(Material for this task Opens)

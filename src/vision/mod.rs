//! Vision and image processing module
//!
//! Screen capture, colour statistics, game-state classification, UI
//! element detection and frame-to-screen coordinate mapping.

pub mod artifacts;
pub mod capture;
pub mod color;
pub mod elements;
pub mod mapping;
pub mod state;

use image::{DynamicImage, RgbImage, RgbaImage};
use serde::{Deserialize, Serialize};
use std::path::Path;

use crate::geometry::WindowRect;

pub use capture::{CaptureError, FrameCapturer};
pub use color::{ColorBand, ColorCatalog, ColorCoverage, HsvFrame};
pub use elements::{
    DetectionReport, ElementDetector, ElementTypeSpec, RecommendedAction, ScreenPosition,
    UiCandidate,
};
pub use mapping::{CoordinateMapper, MapError};
pub use state::{GameState, StateClassifier};

/// Coordinate space a frame was captured in
#[derive(Debug, Clone, Copy, PartialEq, Eq, Serialize, Deserialize)]
pub enum CaptureSpace {
    /// Captured exactly over a window rectangle
    Window(WindowRect),
    /// Captured over (part of) the virtual desktop, in absolute coordinates
    Desktop(WindowRect),
    /// Loaded from disk, no known screen position
    Unmapped,
}

/// Size and capture space of a frame, detached from its pixels
#[derive(Debug, Clone, Copy, PartialEq, Eq, Serialize, Deserialize)]
pub struct FrameInfo {
    pub width: u32,
    pub height: u32,
    pub space: CaptureSpace,
}

/// One captured still image, immutable once built
#[derive(Debug, Clone)]
pub struct Frame {
    image: RgbImage,
    space: CaptureSpace,
}

impl Frame {
    /// Wrap an RGB image
    pub fn new(image: RgbImage, space: CaptureSpace) -> Result<Self, FrameError> {
        if image.width() == 0 || image.height() == 0 {
            return Err(FrameError::Empty);
        }
        Ok(Self { image, space })
    }

    /// Wrap an RGBA capture, dropping the alpha channel
    pub fn from_rgba(image: RgbaImage, space: CaptureSpace) -> Result<Self, FrameError> {
        Self::new(DynamicImage::ImageRgba8(image).to_rgb8(), space)
    }

    /// Load a screenshot from disk as an unmapped frame
    pub fn load(path: &Path) -> Result<Self, FrameError> {
        let image = image::open(path).map_err(|e| FrameError::Load {
            path: path.display().to_string(),
            reason: e.to_string(),
        })?;
        Self::new(image.to_rgb8(), CaptureSpace::Unmapped)
    }

    pub fn image(&self) -> &RgbImage {
        &self.image
    }

    pub fn width(&self) -> u32 {
        self.image.width()
    }

    pub fn height(&self) -> u32 {
        self.image.height()
    }

    pub fn space(&self) -> CaptureSpace {
        self.space
    }

    pub fn info(&self) -> FrameInfo {
        FrameInfo {
            width: self.width(),
            height: self.height(),
            space: self.space,
        }
    }
}

/// Frame construction errors
#[derive(Debug, thiserror::Error)]
pub enum FrameError {
    #[error("Frame has no pixels")]
    Empty,
    #[error("Failed to load image {path}: {reason}")]
    Load { path: String, reason: String },
}

#[cfg(test)]
pub(crate) mod test_frames {
    //! Synthetic frames built from horizontal colour stripes

    use image::{ImageBuffer, Rgb, RgbImage};

    use super::{CaptureSpace, Frame};

    /// Stripes of `(fraction, rgb)` top to bottom over a 100x100 frame
    pub fn striped(stripes: &[(f64, [u8; 3])]) -> Frame {
        let height = 100u32;
        let mut rows = Vec::with_capacity(height as usize);
        for &(fraction, color) in stripes {
            let count = (fraction * height as f64).round() as usize;
            rows.extend(std::iter::repeat(color).take(count));
        }
        let fill = rows.last().copied().unwrap_or([0, 0, 0]);
        rows.resize(height as usize, fill);

        let image: RgbImage = ImageBuffer::from_fn(100, height, |_, y| Rgb(rows[y as usize]));
        Frame::new(image, CaptureSpace::Unmapped).unwrap()
    }

    pub fn solid(width: u32, height: u32, color: [u8; 3]) -> Frame {
        let image: RgbImage = ImageBuffer::from_pixel(width, height, Rgb(color));
        Frame::new(image, CaptureSpace::Unmapped).unwrap()
    }

    pub const WHITE: [u8; 3] = [255, 255, 255];
    pub const MENU_BLUE: [u8; 3] = [70, 130, 200];
    pub const ACCENT_YELLOW: [u8; 3] = [240, 200, 40];
    pub const ROAD_GRAY: [u8; 3] = [90, 90, 90];
    pub const GRASS_GREEN: [u8; 3] = [60, 160, 60];
    pub const BRICK_RED: [u8; 3] = [150, 30, 30];
    pub const PLAY_TEAL: [u8; 3] = [40, 180, 160];
}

(Material for this task Closes)

- [Exercise description] What is needed is an exact transcription of all the data.

- [Solution]
filename src/vision/mod.rs
//! Vision and image processing module
//!
//! Screen capture, colour statistics, game-state classification, UI
//! element detection and frame-to-screen coordinate mapping.

pub mod artifacts;
pub mod capture;
pub mod color;
pub mod elements;
pub mod mapping;
pub mod state;

use image::{DynamicImage, RgbImage, RgbaImage};
use serde::{Deserialize, Serialize};
use std::path::Path;

use crate::geometry::WindowRect;

pub use capture::{CaptureError, FrameCapturer};
pub use color::{ColorBand, ColorCatalog, ColorCoverage, HsvFrame};
pub use elements::{
    DetectionReport, ElementDetector, ElementTypeSpec, RecommendedAction, ScreenPosition,
    UiCandidate,
};
pub use mapping::{CoordinateMapper, MapError};
pub use state::{GameState, StateClassifier};

/// Coordinate space a frame was captured in
#[derive(Debug, Clone, Copy, PartialEq, Eq, Serialize, Deserialize)]
pub enum CaptureSpace {
    /// Captured exactly over a window rectangle
    Window(WindowRect),
    /// Captured over (part of) the virtual desktop, in absolute coordinates
    Desktop(WindowRect),
    /// Loaded from disk, no known screen position
    Unmapped,
}

/// Size and capture space of a frame, detached from its pixels
#[derive(Debug, Clone, Copy, PartialEq, Eq, Serialize, Deserialize)]
pub struct FrameInfo {
    pub width: u32,
    pub height: u32,
    pub space: CaptureSpace,
}

/// One captured still image, immutable once built
#[derive(Debug, Clone)]
pub struct Frame {
    image: RgbImage,
    space: CaptureSpace,
}

impl Frame {
    /// Wrap an RGB image
    pub fn new(image: RgbImage, space: CaptureSpace) -> Result<Self, FrameError> {
        if image.width() == 0 || image.height() == 0 {
            return Err(FrameError::Empty);
        }
        Ok(Self { image, space })
    }

    /// Wrap an RGBA capture, dropping the alpha channel
    pub fn from_rgba(image: RgbaImage, space: CaptureSpace) -> Result<Self, FrameError> {
        Self::new(DynamicImage::ImageRgba8(image).to_rgb8(), space)
    }

    /// Load a screenshot from disk as an unmapped frame
    pub fn load(path: &Path) -> Result<Self, FrameError> {
        let image = image::open(path).map_err(|e| FrameError::Load {
            path: path.display().to_string(),
            reason: e.to_string(),
        })?;
        Self::new(image.to_rgb8(), CaptureSpace::Unmapped)
    }

    pub fn image(&self) -> &RgbImage {
        &self.image
    }

    pub fn width(&self) -> u32 {
        self.image.width()
    }

    pub fn height(&self) -> u32 {
        self.image.height()
    }

    pub fn space(&self) -> CaptureSpace {
        self.space
    }

    pub fn info(&self) -> FrameInfo {
        FrameInfo {
            width: self.width(),
            height: self.height(),
            space: self.space,
        }
    }
}

/// Frame construction errors
#[derive(Debug, thiserror::Error)]
pub enum FrameError {
    #[error("Frame has no pixels")]
    Empty,
    #[error("Failed to load image {path}: {reason}")]
    Load { path: String, reason: String },
}

#[cfg(test)]
pub(crate) mod test_frames {
    //! Synthetic frames built from horizontal colour stripes

    use image::{ImageBuffer, Rgb, RgbImage};

    use super::{CaptureSpace, Frame};

    /// Stripes of `(fraction, rgb)` top to bottom over a 100x100 frame
    pub fn striped(stripes: &[(f64, [u8; 3])]) -> Frame {
        let height = 100u32;
        let mut rows = Vec::with_capacity(height as usize);
        for &(fraction, color) in stripes {
            let count = (fraction * height as f64).round() as usize;
            rows.extend(std::iter::repeat(color).take(count));
        }
        let fill = rows.last().copied().unwrap_or([0, 0, 0]);
        rows.resize(height as usize, fill);

        let image: RgbImage = ImageBuffer::from_fn(100, height, |_, y| Rgb(rows[y as usize]));
        Frame::new(image, CaptureSpace::Unmapped).unwrap()
    }

    pub fn solid(width: u32, height: u32, color: [u8; 3]) -> Frame {
        let image: RgbImage = ImageBuffer::from_pixel(width, height, Rgb(color));
        Frame::new(image, CaptureSpace::Unmapped).unwrap()
    }

    pub const WHITE: [u8; 3] = [255, 255, 255];
    pub const MENU_BLUE: [u8; 3] = [70, 130, 200];
    pub const ACCENT_YELLOW: [u8; 3] = [240, 200, 40];
    pub const ROAD_GRAY: [u8; 3] = [90, 90, 90];
    pub const GRASS_GREEN: [u8; 3] = [60, 160, 60];
    pub const BRICK_RED: [u8; 3] = [150, 30, 30];
    pub const PLAY_TEAL: [u8; 3] = [40, 180, 160];
}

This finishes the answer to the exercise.